La complejidad es un arte que demanda paciencia, sabiduría e inteligencia; nada en esta vida nos es dado con facilidad y (casi) todo esconde facetas, aristas y dobleces. Es, precisamente, en esa aparente complicación, en esa variedad de elementos y atributos, donde puedes hallar la belleza o, aun mejor, la verdad. Pero para alcanzarla debes estar preparada para afrontar retos, para superar escollos y para arrostrar dificultades; como cualquiera sabe, adquirir una competencia técnica, aprender una materia complicada, realizar un trabajo engorroso, superar un límite físico o, incluso, deleitarse en el amor, necesita de una adhesión firme, de una determinación inquebrantable, de un compromiso inmarcesible.
Reducir las cosas que vemos, escuchamos o leemos a una idea simple, ramplona, de fácil exposición, es propio de un tiempo en el que la fugacidad se ha convertido en una norma de etiqueta, en una suerte de espurio marchamo de calidad. Tu primer impulso puede ser acertado, pero a menudo no será así: las ideas requieren de un proceso de maduración y reflexión, no pueden aventurarse agraces en el mundo, sin más. La verdad, como decía, requiere de un ciclo de pensamiento que nos lleva tiempo, paciencia y, a menudo, contemplación: de ti misma, pero también de los demás y de lo que te rodea.

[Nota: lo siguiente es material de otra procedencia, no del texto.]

/// Outcome of one statement, a fatal error abandons the rest of the input
enum Outcome {
    Line(Role),
    Fatal(ParseError)
}

struct Frame {
    kind: BlockKind,
    header: Line,
    lines: Vec<Line>
}

pub struct Parser<'a> {
    pub(super) lexer: Lexer<'a>,
    /// current token, the lexer is positioned at its end
    pub(super) tok: Token,
    /// end of the most recently consumed token or raw span
    pub(super) last_end: usize,
    errors: Vec<ParseError>,
    stack: Vec<Frame>,
    lines: Vec<Line>,
    /// role of the current line once known, kept if the rest of the line fails
    pending: Option<Role>,
    /// nesting of unary operators and groups in the current expression
    pub(super) depth: usize
}

/// Parse a complete source buffer
pub fn parse(src: &str) -> Parsed {
    let mut parser = Parser::new(src);
    parser.parse_program()
}
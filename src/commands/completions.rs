use clap_complete::shells;
use crate::STDRESULT;

pub fn generate(mut main_cmd: clap::Command,cmd: &clap::ArgMatches) -> STDRESULT {
    match cmd.get_one::<String>("shell").unwrap().as_str() {
        "bash" => clap_complete::generate(shells::Bash,&mut main_cmd,"ca65kit",&mut std::io::stdout()),
        "elv" => clap_complete::generate(shells::Elvish,&mut main_cmd,"ca65kit",&mut std::io::stdout()),
        "fish" => clap_complete::generate(shells::Fish,&mut main_cmd,"ca65kit",&mut std::io::stdout()),
        "ps1" => clap_complete::generate(shells::PowerShell,&mut main_cmd,"ca65kit",&mut std::io::stdout()),
        "zsh" => clap_complete::generate(shells::Zsh,&mut main_cmd,"ca65kit",&mut std::io::stdout()),
        _ => panic!("unexpected shell")
    }
    Ok(())
}
//! Syntax tree for ca65 source
//!
//! The tree is owned and immutable once built.  Every node keeps its span so that
//! diagnostics and the formatter can map back to the source.  Nodes serialize to JSON
//! through serde and render as S-expressions through `ToSexp`, the latter being the
//! compact form used by the CLI and the tests.
//!
//! Blocks are nested: the line holding a block directive owns the lines up to and including
//! its terminator.  The `Visit` trait walks the nested lines in source order.

use serde::Serialize;
use super::lexer::{Span,Base};
use super::keywords::{Keyword,Mnemonic,Register,mode};

/// Opaque text captured without tokenizing, `enclosed` is set if it was written in braces
#[derive(Clone,Debug,PartialEq,Serialize)]
pub struct RawSpan {
    pub text: String,
    pub span: Span,
    pub enclosed: bool
}

#[derive(Clone,Debug,PartialEq,Serialize)]
pub struct Ident {
    pub name: String,
    pub span: Span
}

/// A dot keyword as written, `id` is the canonical keyword
#[derive(Clone,Debug,PartialEq,Serialize)]
pub struct KeywordTok {
    pub id: Keyword,
    pub text: String,
    pub span: Span
}

/// One of a fixed set of plain words, such as an address size; `name` is lower case
#[derive(Clone,Debug,PartialEq,Serialize)]
pub struct Choice {
    pub name: String,
    pub span: Span
}

#[derive(Clone,Debug,PartialEq,Serialize)]
pub struct OnOff {
    pub on: bool,
    pub span: Span
}

#[derive(Clone,Debug,PartialEq,Serialize)]
pub struct NumberLit {
    pub base: Base,
    pub value: u32,
    pub span: Span
}

/// String literal, `value` excludes the quotes while `span` includes them
#[derive(Clone,Debug,PartialEq,Serialize)]
pub struct StrLit {
    pub value: String,
    pub span: Span
}

#[derive(Clone,Debug,PartialEq,Serialize)]
pub struct CharLit {
    pub value: char,
    pub span: Span
}

#[derive(Clone,Copy,Debug,PartialEq,Eq,Serialize)]
#[serde(rename_all="snake_case")]
pub enum UnaryOp {
    Plus,
    Minus,
    BitNot,
    LoByte,
    HiByte,
    BankByte,
    Not
}

#[derive(Clone,Copy,Debug,PartialEq,Eq,Serialize)]
#[serde(rename_all="snake_case")]
pub enum BinaryOp {
    Mul, Div, Mod, BitAnd, BitXor, Shl, Shr,
    Add, Sub, BitOr,
    Eq, Ne, Lt, Gt, Le, Ge,
    And, Xor,
    Or
}

impl UnaryOp {
    pub fn symbol(&self) -> &'static str {
        match self {
            Self::Plus => "+",
            Self::Minus => "-",
            Self::BitNot => "~",
            Self::LoByte => "<",
            Self::HiByte => ">",
            Self::BankByte => "^",
            Self::Not => "!"
        }
    }
}

impl BinaryOp {
    /// Canonical spelling, the dotted synonyms map to the symbolic form
    pub fn symbol(&self) -> &'static str {
        match self {
            Self::Mul => "*",
            Self::Div => "/",
            Self::Mod => ".mod",
            Self::BitAnd => "&",
            Self::BitXor => "^",
            Self::Shl => "<<",
            Self::Shr => ">>",
            Self::Add => "+",
            Self::Sub => "-",
            Self::BitOr => "|",
            Self::Eq => "=",
            Self::Ne => "<>",
            Self::Lt => "<",
            Self::Gt => ">",
            Self::Le => "<=",
            Self::Ge => ">=",
            Self::And => "&&",
            Self::Xor => "^^",
            Self::Or => "||"
        }
    }
    /// Precedence level, lower binds tighter
    pub fn level(&self) -> u8 {
        match self {
            Self::Mul | Self::Div | Self::Mod | Self::BitAnd | Self::BitXor | Self::Shl | Self::Shr => 2,
            Self::Add | Self::Sub | Self::BitOr => 3,
            Self::Eq | Self::Ne | Self::Lt | Self::Gt | Self::Le | Self::Ge => 4,
            Self::And | Self::Xor => 5,
            Self::Or => 6
        }
    }
}

#[derive(Clone,Debug,PartialEq,Serialize)]
#[serde(tag="type",rename_all="snake_case")]
pub enum Expr {
    Number(NumberLit),
    Str(StrLit),
    Char(CharLit),
    Symbol(Ident),
    /// `src::dst`, chains nest to the left
    Member { src: Box<Expr>, dst: Ident, span: Span },
    LocalLabel(Ident),
    /// `:+` counts forward, `:-` counts backward
    UnnamedLabel { offset: i32, span: Span },
    Unary { op: UnaryOp, expr: Box<Expr>, span: Span },
    Binary { op: BinaryOp, lhs: Box<Expr>, rhs: Box<Expr>, span: Span },
    Group { expr: Box<Expr>, span: Span },
    /// `*` or one of the dotted pseudo-variables
    PseudoVar { name: String, span: Span },
    Func(Box<PseudoFunc>),
    MacroCall { name: Ident, args: Vec<RawSpan>, span: Span }
}

impl Expr {
    pub fn span(&self) -> Span {
        match self {
            Self::Number(n) => n.span,
            Self::Str(s) => s.span,
            Self::Char(c) => c.span,
            Self::Symbol(id) | Self::LocalLabel(id) => id.span,
            Self::Member { span, .. } => *span,
            Self::UnnamedLabel { span, .. } => *span,
            Self::Unary { span, .. } => *span,
            Self::Binary { span, .. } => *span,
            Self::Group { span, .. } => *span,
            Self::PseudoVar { span, .. } => *span,
            Self::Func(f) => f.span,
            Self::MacroCall { span, .. } => *span
        }
    }
}

#[derive(Clone,Debug,PartialEq,Serialize)]
pub struct PseudoFunc {
    pub keyword: KeywordTok,
    pub args: FuncArgs,
    pub span: Span
}

#[derive(Clone,Debug,PartialEq,Serialize)]
#[serde(tag="shape",rename_all="snake_case")]
pub enum FuncArgs {
    /// `.addrsize .bank .defined .definedmacro .ismnemonic .referenced`
    Symbol { symbol: Ident },
    /// `.bankbyte .const .hibyte .hiword .ident .lobyte .loword .string .strlen`
    Expr { expr: Expr },
    /// `.max .min`
    Pair { lhs: Expr, rhs: Expr },
    Start { string: Expr, offset: Expr },
    /// `.blank .tcount`
    Tokens { tokens: RawSpan },
    /// `.left .right`
    Count { count: Expr, tokens: RawSpan },
    Mid { start: Expr, end: Expr, tokens: RawSpan },
    /// `.match .xmatch`
    Match { lhs: RawSpan, rhs: RawSpan },
    Concat { values: Vec<Expr> },
    Capability { names: Vec<Choice> },
    Sprintf { fmt: StrLit, args: Vec<Expr> },
    Sizeof { target: Expr }
}

#[derive(Clone,Debug,PartialEq,Serialize)]
pub struct Reg {
    pub reg: Register,
    pub span: Span
}

/// Addressing mode shapes, the parser accepts these for any opcode
#[derive(Clone,Debug,PartialEq,Serialize)]
#[serde(tag="mode",rename_all="snake_case")]
pub enum Operand {
    Immediate { expr: Expr },
    Accumulator { reg: Reg },
    Absolute { addr: Expr },
    AbsoluteX { addr: Expr, reg: Reg },
    AbsoluteY { addr: Expr, reg: Reg },
    Indirect { addr: Expr },
    XIndirect { addr: Expr, reg: Reg },
    IndirectY { addr: Expr, reg: Reg }
}

impl Operand {
    /// the bit from `keywords::mode` matching this shape
    pub fn mode(&self) -> u16 {
        match self {
            Self::Immediate { .. } => mode::IMM,
            Self::Accumulator { .. } => mode::ACC,
            Self::Absolute { .. } => mode::ABS,
            Self::AbsoluteX { .. } => mode::ABX,
            Self::AbsoluteY { .. } => mode::ABY,
            Self::Indirect { .. } => mode::IND,
            Self::XIndirect { .. } => mode::IZX,
            Self::IndirectY { .. } => mode::IZY
        }
    }
    pub fn mode_name(&self) -> &'static str {
        match self {
            Self::Immediate { .. } => "immediate",
            Self::Accumulator { .. } => "accumulator",
            Self::Absolute { .. } => "absolute",
            Self::AbsoluteX { .. } => "absolute,x",
            Self::AbsoluteY { .. } => "absolute,y",
            Self::Indirect { .. } => "indirect",
            Self::XIndirect { .. } => "(indirect,x)",
            Self::IndirectY { .. } => "(indirect),y"
        }
    }
}

#[derive(Clone,Debug,PartialEq,Serialize)]
pub struct Opcode {
    pub mnemonic: Mnemonic,
    pub text: String,
    pub span: Span
}

#[derive(Clone,Debug,PartialEq,Serialize)]
pub struct CpuInst {
    pub opcode: Opcode,
    pub operand: Option<Operand>,
    pub span: Span
}

#[derive(Clone,Debug,PartialEq,Serialize)]
pub struct MacroInst {
    pub name: Ident,
    pub args: Vec<RawSpan>,
    pub span: Span
}

#[derive(Clone,Debug,PartialEq,Serialize)]
pub struct PseudoInst {
    pub keyword: KeywordTok,
    pub args: PseudoArgs,
    pub span: Span
}

#[derive(Clone,Debug,PartialEq,Serialize)]
#[serde(tag="kind",rename_all="snake_case")]
pub enum Instruction {
    Macro(MacroInst),
    Cpu(CpuInst),
    Pseudo(PseudoInst)
}

#[derive(Clone,Copy,Debug,PartialEq,Eq,Serialize)]
#[serde(rename_all="snake_case")]
pub enum SymbolKind {
    /// `=`
    Eq,
    /// `:=`
    Assign,
    /// `.set`
    Set
}

impl SymbolKind {
    pub fn symbol(&self) -> &'static str {
        match self {
            Self::Eq => "=",
            Self::Assign => ":=",
            Self::Set => ".set"
        }
    }
}

#[derive(Clone,Debug,PartialEq,Serialize)]
pub struct SymbolDef {
    pub kind: SymbolKind,
    pub name: Ident,
    /// span of the `=`, `:=`, or `.set`
    pub op: Span,
    pub expr: Expr,
    pub span: Span
}

/// Symbol in an import/export style list
#[derive(Clone,Debug,PartialEq,Serialize)]
pub struct SymbolArg {
    pub name: Ident,
    pub spec: Option<Choice>,
    pub assign: Option<(SymbolKind,Expr)>
}

#[derive(Clone,Debug,PartialEq,Serialize)]
#[serde(tag="kind",rename_all="snake_case")]
pub enum Limit {
    Count(Expr),
    Unlimited(Choice)
}

#[derive(Clone,Debug,PartialEq,Serialize)]
#[serde(tag="kind",rename_all="snake_case")]
pub enum CondesType {
    Named(Choice),
    Expr(Expr)
}

#[derive(Clone,Debug,PartialEq,Serialize)]
pub struct FeatureItem {
    pub name: Choice,
    pub option: Option<OnOff>
}

/// Header test of a conditional block
#[derive(Clone,Debug,PartialEq,Serialize)]
#[serde(tag="test",rename_all="snake_case")]
pub enum CondTest {
    /// `.if .ifconst`
    Expr { cond: Expr },
    /// `.ifdef .ifndef .ifref .ifnref`
    Symbol { symbol: Ident },
    /// `.ifblank .ifnblank`
    Tokens { tokens: Option<RawSpan> },
    /// the CPU tests such as `.ifp02`
    Cpu
}

#[derive(Clone,Debug,Default,PartialEq,Serialize)]
pub struct Block {
    pub lines: Vec<Line>,
    /// the terminator line, missing only if the block was left open
    pub close: Option<Box<Line>>
}

/// Arguments of a pseudo-instruction, fields are named by role
#[derive(Clone,Debug,PartialEq,Serialize)]
#[serde(tag="shape",rename_all="snake_case")]
pub enum PseudoArgs {
    Bare,
    Values { values: Vec<Expr> },
    Align { align: Expr, fill: Option<Expr> },
    Asciiz { value: StrLit },
    Assert { cond: Expr, action: Option<Choice>, message: Option<StrLit> },
    Toggle { option: OnOff },
    Charmap { src: Expr, dst: Expr },
    Condes { name: Ident, kind: CondesType, priority: Option<Expr> },
    /// `.constructor .destructor .interruptor`
    Handler { name: Ident, priority: Option<Expr> },
    Define { name: Ident, params: Option<Vec<Ident>>, body: Option<RawSpan> },
    /// `.delmacro .undefine .tag`
    Name { name: Ident },
    /// `.referto`
    Symbol { symbol: Ident },
    Message { message: StrLit },
    Feature { items: Vec<FeatureItem> },
    Fileopt { name: Choice, content: StrLit },
    Include { file: StrLit },
    Incbin { file: StrLit, offset: Option<Expr>, size: Option<Expr> },
    /// `.listbytes .pagelength`
    Limit { limit: Limit },
    Localchar { value: CharLit },
    Macpack { package: Choice },
    Org { pc: Expr },
    Res { bytes: Expr, fill: Option<Expr> },
    Segment { name: StrLit, spec: Option<Choice> },
    Setcpu { cpu: StrLit },
    Symbols { symbols: Vec<SymbolArg> },
    /// `.else`, and `.elseif` with its condition
    Branch { cond: Option<Expr> },
    Struct { name: Option<Ident>, body: Block },
    Enum { name: Option<Ident>, body: Block },
    Macro { name: Ident, params: Vec<Ident>, body: Block },
    Repeat { count: Expr, variable: Option<Ident>, body: Block },
    /// `.proc .scope`
    Scope { name: Option<Ident>, spec: Option<Choice>, body: Block },
    Conditional { test: CondTest, body: Block }
}
//! Test of block structure, error recovery, and whole program properties.

use regex::Regex;
use super::super::parse;
use super::super::ast::*;
use super::super::formatter::reconstruct;

#[cfg(test)]
fn test_program(code: &str, expected: &str) {
    let parsed = parse(code);
    assert!(parsed.errors.is_empty(),"unexpected errors {:?}",parsed.errors);
    assert_eq!(parsed.program.to_sexp(),expected);
}

/// Check the tree and every error, given as (row, col, message pattern)
#[cfg(test)]
fn test_errors(code: &str, expected_tree: &str, expected_errors: &[(u32,u32,&str)]) {
    let parsed = parse(code);
    assert_eq!(parsed.program.to_sexp(),expected_tree);
    assert_eq!(parsed.errors.len(),expected_errors.len(),"errors {:?}",parsed.errors);
    for i in 0..expected_errors.len() {
        let (row,col,mess) = expected_errors[i];
        let patt = Regex::new(mess).expect("bad regex");
        assert!(patt.is_match(&parsed.errors[i].message),"message was `{}`",parsed.errors[i].message);
        assert_eq!(parsed.errors[i].pos.row,row);
        assert_eq!(parsed.errors[i].pos.col,col);
    }
}

mod lines {
    #[test]
    fn label_and_instructions() {
        super::test_program("L: lda #$10\n sta $2000,x\n","(program (line L: (lda (imm 16))) (line (sta (abs_x 8192))))");
    }
    #[test]
    fn blank_and_comment_lines() {
        super::test_program("\n; note\n nop\n","(program (line) (line) (line (nop)))");
    }
    #[test]
    fn no_final_newline() {
        super::test_program(" nop\n rts","(program (line (nop)) (line (rts)))");
    }
    #[test]
    fn crlf() {
        super::test_program(" nop\r\n rts\r\n","(program (line (nop)) (line (rts)))");
    }
    #[test]
    fn empty_source() {
        super::test_program("","(program)");
    }
    #[test]
    fn line_spans() {
        let code = "a: nop\n\n rts";
        let parsed = super::parse(code);
        let spans: Vec<(usize,usize)> = parsed.program.lines.iter().map(|l| (l.span.start,l.span.end)).collect();
        assert_eq!(spans,vec![(0,7),(7,8),(8,12)]);
        let rows: Vec<u32> = parsed.program.lines.iter().map(|l| l.row).collect();
        assert_eq!(rows,vec![0,1,2]);
    }
}

mod blocks {
    #[test]
    fn proc() {
        super::test_program(".proc main\n lda #1\n.endproc\n",
            "(program (line (.proc name: main (line (lda (imm 1))) (line (.endproc)))))");
    }
    #[test]
    fn proc_with_label_and_spec() {
        super::test_program(".proc reset: far\n rts\n.endproc\n",
            "(program (line (.proc name: reset spec: far (line (rts)) (line (.endproc)))))");
    }
    #[test]
    fn anonymous_scope() {
        super::test_program(".scope\n nop\n.endscope\n",
            "(program (line (.scope (line (nop)) (line (.endscope)))))");
    }
    #[test]
    fn conditional_with_else() {
        super::test_program(".if DEBUG\n nop\n.else\n rts\n.endif\n",
            "(program (line (.if DEBUG (line (nop)) (line (.else)) (line (rts)) (line (.endif)))))");
    }
    #[test]
    fn elseif_and_ifdef() {
        super::test_program(".ifdef A\n.elseif B > 1\n.endif\n",
            "(program (line (.ifdef A (line (.elseif cond: (> B 1))) (line (.endif)))))");
    }
    #[test]
    fn ifblank() {
        super::test_program(".ifblank\n.endif\n.ifnblank arg\n.endif\n",
            "(program (line (.ifblank (line (.endif)))) (line (.ifnblank tokens: [arg] (line (.endif)))))");
    }
    #[test]
    fn cpu_conditional() {
        super::test_program(".ifp02\n nop\n.endif\n",
            "(program (line (.ifp02 (line (nop)) (line (.endif)))))");
    }
    #[test]
    fn nested() {
        super::test_program(".proc outer\n.repeat 4, i\n .byte i\n.endrep\n.endproc\n",
            "(program (line (.proc name: outer (line (.repeat 4 variable: i (line (.byte i)) (line (.endrepeat)))) (line (.endproc)))))");
    }
    #[test]
    fn macro_definition() {
        super::test_program(".mac add16 dst, src\n clc\n.endmac\n",
            "(program (line (.macro add16 (params dst src) (line (clc)) (line (.endmacro)))))");
    }
    #[test]
    fn struct_fields() {
        super::test_program(".struct Point\n xcoord .word\n ycoord .res 2\n .tag Other\n.endstruct\n",
            "(program (line (.struct name: Point (line (field xcoord (.word))) (line (field ycoord (.res 2))) (line (field (.tag Other))) (line (.endstruct)))))");
    }
    #[test]
    fn nested_union() {
        super::test_program(".struct S\n .union\n  a .byte\n  b .word\n .endunion\n.endstruct\n",
            "(program (line (.struct name: S (line (field (.union (line (field a (.byte))) (line (field b (.word))) (line (.endunion))))) (line (.endstruct)))))");
    }
    #[test]
    fn enum_members() {
        super::test_program(".enum Color\n red\n green = 5\n.endenum\n",
            "(program (line (.enum name: Color (line (member red)) (line (member green 5)) (line (.endenum)))))");
    }
    #[test]
    fn terminator_is_case_insensitive() {
        super::test_program(".PROC main\n.ENDPROC\n",
            "(program (line (.proc name: main (line (.endproc)))))");
    }
}

mod structure_errors {
    #[test]
    fn mismatched_terminator_is_fatal() {
        super::test_errors(".proc a\n.struct s\n.endproc\n lda #1\n",
            "(program (line (.proc name: a (line (.struct name: s)))) (unparsed))",
            &[(2,0,r"expected `\.endstruct` but found `\.endproc`")]);
    }
    #[test]
    fn union_terminator_closes_struct() {
        super::test_errors(".struct S\n a .byte\n.endunion\n",
            "(program (line (.struct name: S (line (field a (.byte))))) (unparsed))",
            &[(2,0,r"expected `\.endstruct` but found `\.endunion`")]);
    }
    #[test]
    fn terminator_without_block() {
        super::test_errors(" nop\n.endif\n nop\n",
            "(program (line (nop)) (unparsed))",
            &[(1,0,r"`\.endif` without an open block")]);
    }
    #[test]
    fn unclosed_block() {
        super::test_errors("\n.proc a\n nop\n",
            "(program (line) (line (.proc name: a (line (nop)))))",
            &[(1,0,r"unclosed block, missing `\.endproc`")]);
    }
    #[test]
    fn else_outside_conditional() {
        super::test_errors(".else\n nop\n",
            "(program (line (ERROR)) (line (nop)))",
            &[(0,0,r"`\.else` outside of a conditional block")]);
    }
    #[test]
    fn top_level_struct_needs_name() {
        super::test_errors(".struct\n a .byte\n.endstruct\n",
            "(program (line (ERROR)) (line (field a (.byte))) (line (.endstruct)))",
            &[(0,0,r"`\.struct` needs a name outside of a struct")]);
    }
    #[test]
    fn bad_field() {
        super::test_errors(".struct S\n lda #1\n.endstruct\n",
            "(program (line (.struct name: S (line (ERROR)) (line (.endstruct)))))",
            &[(1,5,r"expected field allocation, found `#`")]);
    }
}

mod recovery {
    use super::super::super::ast::ToSexp;
    #[test]
    fn error_spoils_one_line() {
        super::test_errors(" lda #\n nop\n",
            "(program (line (ERROR)) (line (nop)))",
            &[(0,6,"expected expression before end of line")]);
    }
    #[test]
    fn every_bad_line_reported() {
        super::test_errors(" lda #\n .byte\n nop\n",
            "(program (line (ERROR)) (line (ERROR)) (line (nop)))",
            &[(0,6,"expected expression"),(1,6,"expected expression")]);
    }
    #[test]
    fn header_error_keeps_block() {
        super::test_errors(".proc main extra\n nop\n.endproc\n rts\n",
            "(program (line (ERROR)) (line (nop)) (line (.endproc)) (line (rts)))",
            &[(0,11,r"expected end of `\.proc`, found `extra`")]);
    }
    #[test]
    fn terminator_error_still_closes() {
        super::test_errors(".proc main\n.endproc junk\n nop\n",
            "(program (line (.proc name: main (line (.endproc) (ERROR)))) (line (nop)))",
            &[(1,9,"expected end of line, found `junk`")]);
    }
    #[test]
    fn deep_operand_spoils_one_line() {
        let code = format!(" lda {}1\n nop\n","(".repeat(1000));
        let parsed = super::parse(&code);
        assert_eq!(parsed.errors.len(),1,"errors {:?}",parsed.errors);
        assert_eq!(parsed.errors[0].message,"expression nested too deeply");
        assert_eq!(parsed.program.to_sexp(),"(program (line (ERROR)) (line (nop)))");
        assert_eq!(super::reconstruct(&code,&parsed.program),code);
    }
    #[test]
    fn label_kept_on_error() {
        let parsed = super::parse("here: lda (\n");
        let line = &parsed.program.lines[0];
        assert!(line.error.is_some());
        assert_eq!(line.label.as_ref().and_then(|l| l.name.as_ref()).map(|n| n.name.as_str()),Some("here"));
    }
}

mod whole_program {
    use super::super::super::parse;
    use super::super::super::formatter::reconstruct;
    const SAMPLES: [&str;6] = [
        "L: lda #$10\n sta $2000,x\n",
        ".proc main\n  ldx #0\n: lda msg,x ; loop\n  bne :-\n.endproc\nmsg: .asciiz \"hi\"\n",
        " lda #\r\n\r\n rts",
        ".proc a\n.struct s\n.endproc\n lda #1\n",
        ".macro m a\n m2 {a, b}, c\n.endmacro\n.if 1\n",
        ".define ADD(a,b) a+b\n x = ADD(1,2)\n"
    ];
    #[test]
    fn round_trip() {
        for code in SAMPLES {
            let parsed = parse(code);
            assert_eq!(reconstruct(code,&parsed.program),code);
        }
    }
    #[test]
    fn deterministic() {
        for code in SAMPLES {
            assert_eq!(parse(code).program,parse(code).program);
        }
    }
    #[test]
    fn parse_on_threads() {
        let handles: Vec<std::thread::JoinHandle<usize>> = SAMPLES.iter()
            .map(|code| {
                let owned = code.to_string();
                std::thread::spawn(move || parse(&owned).program.lines.len())
            })
            .collect();
        for (code,handle) in SAMPLES.iter().zip(handles) {
            assert_eq!(handle.join().expect("thread panicked"),parse(code).program.lines.len());
        }
    }
    #[test]
    fn walk_in_source_order() {
        use super::super::super::ast::{Visit,Navigation,Line};
        struct Rows(Vec<(u32,usize)>);
        impl Visit for Rows {
            fn visit(&mut self, line: &Line, depth: usize) -> Navigation {
                self.0.push((line.row,depth));
                Navigation::GotoChild
            }
        }
        let parsed = parse(".proc a\n.if 1\n nop\n.endif\n.endproc\n rts\n");
        let mut rows = Rows(Vec::new());
        rows.walk(&parsed.program);
        assert_eq!(rows.0,vec![(0,0),(1,1),(2,2),(3,1),(4,0),(5,0)]);
    }
}

#[test]
fn json_has_role_names() {
    let parsed = parse("L: lda #1\n");
    let json = serde_json::to_value(&parsed.program).expect("serialize failed");
    let stmt = &json["lines"][0]["stmt"];
    assert_eq!(stmt["type"],"instruction");
    assert_eq!(stmt["kind"],"cpu");
    assert_eq!(stmt["opcode"]["mnemonic"],"lda");
    assert_eq!(stmt["operand"]["mode"],"immediate");
    assert_eq!(json["lines"][0]["label"]["name"]["name"],"L");
    let code = "x\n";
    assert_eq!(reconstruct(code,&parse(code).program),code);
}
//! # CLI Subcommands
//!
//! Contains modules that run the subcommands.

pub mod langx;
pub mod completions;

#[derive(thiserror::Error,Debug)]
pub enum CommandError {
    #[error("Command could not be interpreted")]
    InvalidCommand
}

El tuttomerda no es sino la ejemplificación irónica, aunque terrible, de un mal que nos ha acompañado siempre, pero que en un entorno en el que la información (o la opinión, cuando no la confusión) se propaga en un parpadeo se torna un dilema moral: o bien eres partícipe de la difusión de algo que no entiendes, o bien renuncias a participar en la «conversación». Impelida como estás para «no perderte nada», renunciar a estar al cabo de la realidad (que confundimos con actualidad, que confundimos con verdad) es un acto de resistencia; no es de extrañar que los jóvenes, aquejados de la enfermedad del gregarismo, sean los que con más ahínco comparten, difunden y comentan. Sin embargo, la opción de propagar, ya sea a favor, ya sea en contra, ya sea sin más, algo que te ha llamado la atención implica renunciar a la posibilidad de la introspección. Todo lo que te rodea puede aportar algo a lo que eres: el conocimiento es un regalo que suma, que multiplica, y que nos hace más conscientes de la injusticia, del error y de la desigualdad.
Es una tarea complicada el abstraerse del ruido y contemplar el mundo con ojos inocentes. La ingenuidad de los niños no es frágil, sino nutriente: les ayuda a preguntarse «porqués», a cuestionarse todo aquello que ven, puesto que desconocen las causas de todo. Quizá ha llegado el momento en el que tú y yo debemos coger la mejor de la infancia y desdeñar la prisa, la urgencia, la fugacidad; coger esa mirada limpia, bañada en curiosidad, que todo lo cuestiona y que desdice aquello que no tiene claro. Quizá ha llegado el momento de pensar, repensar y reflexionar; de detenerse en mitad del tráfago para respirar profundamente y, solo así, apresar la verdad.